Wuhan to build special hospital in six days to receive patients - cl42
https://news.cgtn.com/news/2020-01-23/Wuhan-to-build-special-hospital-in-six-days-to-receive-patients-NuQ9ulvAo8/index.html
======
thedudeabides5
We made a simple tracker based off scrapped data.
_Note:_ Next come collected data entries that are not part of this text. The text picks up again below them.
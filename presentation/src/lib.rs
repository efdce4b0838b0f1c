//! Presentation layer for agent-arena
//!
//! This crate contains the CLI definition, output formatters and
//! progress reporters.

pub mod cli;
pub mod output;
pub mod progress;

// Re-export commonly used types
pub use cli::commands::{Cli, OutputFormat};
pub use output::console::ConsoleFormatter;
pub use output::formatter::OutputFormatter;
pub use progress::reporter::{LogProgress, ProgressReporter, SimpleProgress};
//! Tool-call telemetry for a single agent run

use serde::{Deserialize, Serialize};

/// Coarse classification of a tool call, used by objective scoring
#[derive(Debug, Clone, Copy, PartialEq, Eq, Hash, Serialize, Deserialize)]
#[serde(rename_all = "snake_case")]
pub enum ToolCallKind {
    Test,
    Lint,
    TypeCheck,
    Execution,
    Search,
    FileIo,
    Other,
}

impl ToolCallKind {
    /// Classify a call from its tool name and (optional) command line
    pub fn classify(tool: &str, command: Option<&str>) -> ToolCallKind {
        let tool = tool.to_lowercase();
        let command = command.map(str::to_lowercase).unwrap_or_default();
        let haystack = format!("{} {}", tool, command);

        const TEST_MARKERS: [&str; 6] = ["pytest", "cargo test", "npm test", "go test", "jest", "run_tests"];
        const LINT_MARKERS: [&str; 5] = ["clippy", "eslint", "ruff", "flake8", "lint"];
        const TYPECHECK_MARKERS: [&str; 5] = ["mypy", "tsc", "pyright", "cargo check", "typecheck"];

        if TEST_MARKERS.iter().any(|m| haystack.contains(m)) || tool.contains("test") {
            ToolCallKind::Test
        } else if LINT_MARKERS.iter().any(|m| haystack.contains(m)) {
            ToolCallKind::Lint
        } else if TYPECHECK_MARKERS.iter().any(|m| haystack.contains(m)) {
            ToolCallKind::TypeCheck
        } else if ["code_exec", "shell", "bash", "python", "run_code"]
            .iter()
            .any(|m| tool.contains(m))
        {
            ToolCallKind::Execution
        } else if tool.contains("search") || tool.contains("fetch") {
            ToolCallKind::Search
        } else if tool.contains("file") || tool.contains("read") || tool.contains("write") {
            ToolCallKind::FileIo
        } else {
            ToolCallKind::Other
        }
    }

    /// Whether executing this kind of call counts as verifying work
    pub fn is_verification(&self) -> bool {
        matches!(
            self,
            ToolCallKind::Test | ToolCallKind::Lint | ToolCallKind::TypeCheck | ToolCallKind::Execution
        )
    }
}

/// One tool invocation observed during an agent run
#[derive(Debug, Clone, PartialEq, Serialize, Deserialize)]
pub struct ToolCallRecord {
    pub tool: String,
    /// Agent turn on which the call happened (1-indexed)
    pub turn: u32,
    pub success: bool,
    #[serde(default, skip_serializing_if = "Option::is_none")]
    pub command: Option<String>,
}

impl ToolCallRecord {
    pub fn new(tool: impl Into<String>, turn: u32, success: bool) -> Self {
        Self {
            tool: tool.into(),
            turn,
            success,
            command: None,
        }
    }

    pub fn with_command(mut self, command: impl Into<String>) -> Self {
        self.command = Some(command.into());
        self
    }

    pub fn kind(&self) -> ToolCallKind {
        ToolCallKind::classify(&self.tool, self.command.as_deref())
    }
}

/// Summary of an agent's tool usage
#[derive(Debug, Clone, Default, PartialEq, Serialize, Deserialize)]
pub struct ToolTelemetry {
    pub total_calls: usize,
    pub successful_calls: usize,
    pub verification_calls: usize,
    #[serde(default, skip_serializing_if = "Option::is_none")]
    pub first_tool: Option<String>,
    #[serde(default, skip_serializing_if = "Option::is_none")]
    pub first_tool_turn: Option<u32>,
    /// Ordered tool-call sequence
    pub calls: Vec<ToolCallRecord>,
}

impl ToolTelemetry {
    /// Derive the summary counters from the ordered call list
    pub fn from_calls(calls: Vec<ToolCallRecord>) -> Self {
        let total_calls = calls.len();
        let successful_calls = calls.iter().filter(|c| c.success).count();
        let verification_calls = calls.iter().filter(|c| c.kind().is_verification()).count();
        let first = calls.first();

        Self {
            total_calls,
            successful_calls,
            verification_calls,
            first_tool: first.map(|c| c.tool.clone()),
            first_tool_turn: first.map(|c| c.turn),
            calls,
        }
    }

    /// Tool names in call order
    pub fn sequence(&self) -> Vec<&str> {
        self.calls.iter().map(|c| c.tool.as_str()).collect()
    }

    /// Calls of the given kind
    pub fn calls_of(&self, kind: ToolCallKind) -> impl Iterator<Item = &ToolCallRecord> {
        self.calls.iter().filter(move |c| c.kind() == kind)
    }
}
Will keep as up to date as
possible and feel free to download it here:

[https://rose.ai/dashboard/china.coronavirus.tracker.notebook](https://rose.ai/dashboard/china.coronavirus.tracker.notebook)

------
devy
China built a Military style 1000-bed Field Hospital (Xiaotangshan)[1][2], 20
miles direct north of Forbidden city in May 2003 to accommodate SARS patients.
From design to completion took a week, 4000 construction works working non-
stop with 500 equipments from 6 construction companies finished it in just 7
days. It was eventually torn down in 2010.[2]

[1]:
[https://en.wikipedia.org/wiki/Xiaotangshan,_Beijing](https://en.wikipedia.org/wiki/Xiaotangshan,_Beijing)
[2]:
[https://zh.wikipedia.org/wiki/%E5%B0%8F%E6%B1%A4%E5%B1%B1%E5...](https://zh.wikipedia.org/wiki/%E5%B0%8F%E6%B1%A4%E5%B1%B1%E5%8C%BB%E9%99%A2)

------
zyang
Is this the future of fighting super bugs. Tailored hospitals.